Coach Avery breaks down a simple taper process for us:
Tapering is planned recovery training or rest before an event. In other words, a programmed taper is a formalized reduction in training volume for a specific period designed to enhance performance. There are a lot of misconceptions regarding tapering, but with decades of research on the topic the science is clear – It works.
Many athletes worry that too much rest before their competition will make them lose strength and endurance, but research shows this isn’t so. Fitness in endurance athletes (measured by maximal aerobic capacity, VO2max) is not lost, but may increase following taper. Along those same lines, with strength/power athletes, short-term complete rest (about one week or less) does not reduce the force-producing capacity of muscle. Rather, the taper has been shown to improve strength.
As the coaches have talked about at the whiteboard, the volume is decreasing to prep for the Open. Since the Open is a 5-week competition you will see a mini taper every week to prep you to peak on Friday night and one Monday. The weeks’ format will look and sound as follows, Monday and Tuesday will be high intensity and challenging.
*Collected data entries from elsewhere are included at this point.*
use crate::error::{HttpError, Result};

use bytes::Bytes;
use reqwest::header::{HeaderMap, HeaderName, HeaderValue};
use reqwest::{Client, Method, StatusCode, Url};
use serde::Serialize;
use serde::de::DeserializeOwned;
use std::time::Duration;

#[derive(Debug, Clone, PartialEq)]
pub enum RequestBody {
    Json(serde_json::Value),
    Form(Vec<(String, String)>),
}

/// Transport-level request. The client adds authorization before sending.
#[derive(Debug, Clone)]
pub struct ApiRequest {
    pub method: Method,
    pub url: String,
    pub headers: HeaderMap,
    pub body: Option<RequestBody>,
}

impl ApiRequest {
    pub fn new(method: Method, url: impl Into<String>) -> Self {
        Self {
            method,
            url: url.into(),
            headers: HeaderMap::new(),
            body: None,
        }
    }

    pub fn get(url: impl Into<String>) -> Self {
        Self::new(Method::GET, url)
    }

    pub fn post(url: impl Into<String>) -> Self {
        Self::new(Method::POST, url)
    }

    pub fn put(url: impl Into<String>) -> Self {
        Self::new(Method::PUT, url)
    }

    pub fn delete(url: impl Into<String>) -> Self {
        Self::new(Method::DELETE, url)
    }

    pub fn query<K: AsRef<str>, V: AsRef<str>>(mut self, params: &[(K, V)]) -> Result<Self> {
        if params.is_empty() {
            return Ok(self);
        }
        let mut url = Url::parse(&self.url)
            .map_err(|e| HttpError::InvalidRequest(format!("{}: {e}", self.url)))?;
        url.query_pairs_mut()
            .extend_pairs(params.iter().map(|(k, v)| (k.as_ref(), v.as_ref())));
        self.url = url.to_string();
        Ok(self)
    }

    pub fn json<B: Serialize + ?Sized>(mut self, body: &B) -> Result<Self> {
        self.body = Some(RequestBody::Json(serde_json::to_value(body)?));
        Ok(self)
    }

    pub fn form(mut self, fields: &[(&str, &str)]) -> Self {
        self.body = Some(RequestBody::Form(
            fields
                .iter()
                .map(|(k, v)| (k.to_string(), v.to_string()))
                .collect(),
        ));
        self
    }

    pub fn header(mut self, name: HeaderName, value: HeaderValue) -> Self {
        self.headers.insert(name, value);
        self
    }

    pub fn is_mutating(&self) -> bool {
        self.method != Method::GET && self.method != Method::HEAD
    }

    pub fn json_body(&self) -> Option<&serde_json::Value> {
        match &self.body {
            Some(RequestBody::Json(value)) => Some(value),
            _ => None,
        }
    }
}

#[derive(Debug, Clone)]
pub struct ApiResponse {
    pub status: StatusCode,
    pub headers: HeaderMap,
    pub body: Bytes,
}

impl ApiResponse {
    pub fn new(status: StatusCode) -> Self {
        Self {
            status,
            headers: HeaderMap::new(),
            body: Bytes::new(),
        }
    }

    /// Builder used by fake transports. Invalid header names or values are ignored.
    pub fn with_header(mut self, name: &str, value: impl AsRef<str>) -> Self {
        if let (Ok(name), Ok(value)) = (
            HeaderName::from_bytes(name.as_bytes()),
            HeaderValue::from_str(value.as_ref()),
        ) {
            self.headers.append(name, value);
        }
        self
    }

    pub fn with_json<T: Serialize + ?Sized>(mut self, body: &T) -> Self {
        self.body = serde_json::to_vec(body).map(Bytes::from).unwrap_or_default();
        self
    }

    pub fn with_body(mut self, body: impl Into<Bytes>) -> Self {
        self.body = body.into();
        self
    }

    pub fn header(&self, name: &str) -> Option<&str> {
        self.headers.get(name).and_then(|v| v.to_str().ok())
    }

    pub fn header_u64(&self, name: &str) -> Option<u64> {
        self.header(name).and_then(|v| v.trim().parse().ok())
    }

    pub fn is_success(&self) -> bool {
        self.status.is_success()
    }

    pub fn text(&self) -> String {
        String::from_utf8_lossy(&self.body).into_owned()
    }

    pub fn json<T: DeserializeOwned>(&self) -> Result<T> {
        Ok(serde_json::from_slice(&self.body)?)
    }

    pub fn error_for_status(self) -> Result<Self> {
        if self.status.is_success() {
            Ok(self)
        } else {
            Err(HttpError::ServerError(self.status, self.text()))
        }
    }
}

/// Sends one request and returns the raw response, whatever its status.
pub trait Transport: Send + Sync + 'static + Clone {
    fn send(&self, request: ApiRequest) -> impl Future<Output = Result<ApiResponse>> + Send;
}

#[derive(Clone, Debug)]
pub struct ReqwestTransport {
    client: Client,
}

impl ReqwestTransport {
    pub fn new() -> Result<Self> {
        Self::with_tls_verification(true)
    }

    /// `verify = false` accepts self-signed certificates.
    pub fn with_tls_verification(verify: bool) -> Result<Self> {
        let client = Client::builder()
            .danger_accept_invalid_certs(!verify)
            .timeout(Duration::from_secs(30))
            .build()?;
        Ok(Self { client })
    }

    pub fn from_client(client: Client) -> Self {
        Self { client }
    }
}

impl Transport for ReqwestTransport {
    async fn send(&self, request: ApiRequest) -> Result<ApiResponse> {
        let mut builder = self
            .client
            .request(request.method, &request.url)
            .headers(request.headers);

        builder = match request.body {
            Some(RequestBody::Json(value)) => builder.json(&value),
            Some(RequestBody::Form(fields)) => builder.form(&fields),
            None => builder,
        };

        let response = builder.send().await?;
        let status = response.status();
        let headers = response.headers().clone();
        let body = response.bytes().await?;

        Ok(ApiResponse {
            status,
            headers,
            body,
        })
    }
}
Wednesday will be of a conditioning base that will keep you from getting beat up, Thursday will be a short and fast metcon followed by a long yoga and mobility session.
The take home message is that many athletes never reach the full potential due not allotting time for a planned rest! 1) tapering will only increase fitness, 2) tapering allows for adaptation (neuromuscular and cell adaptation). As always if you listen to coaches understand they are setting you for success not failure, and Trust the process!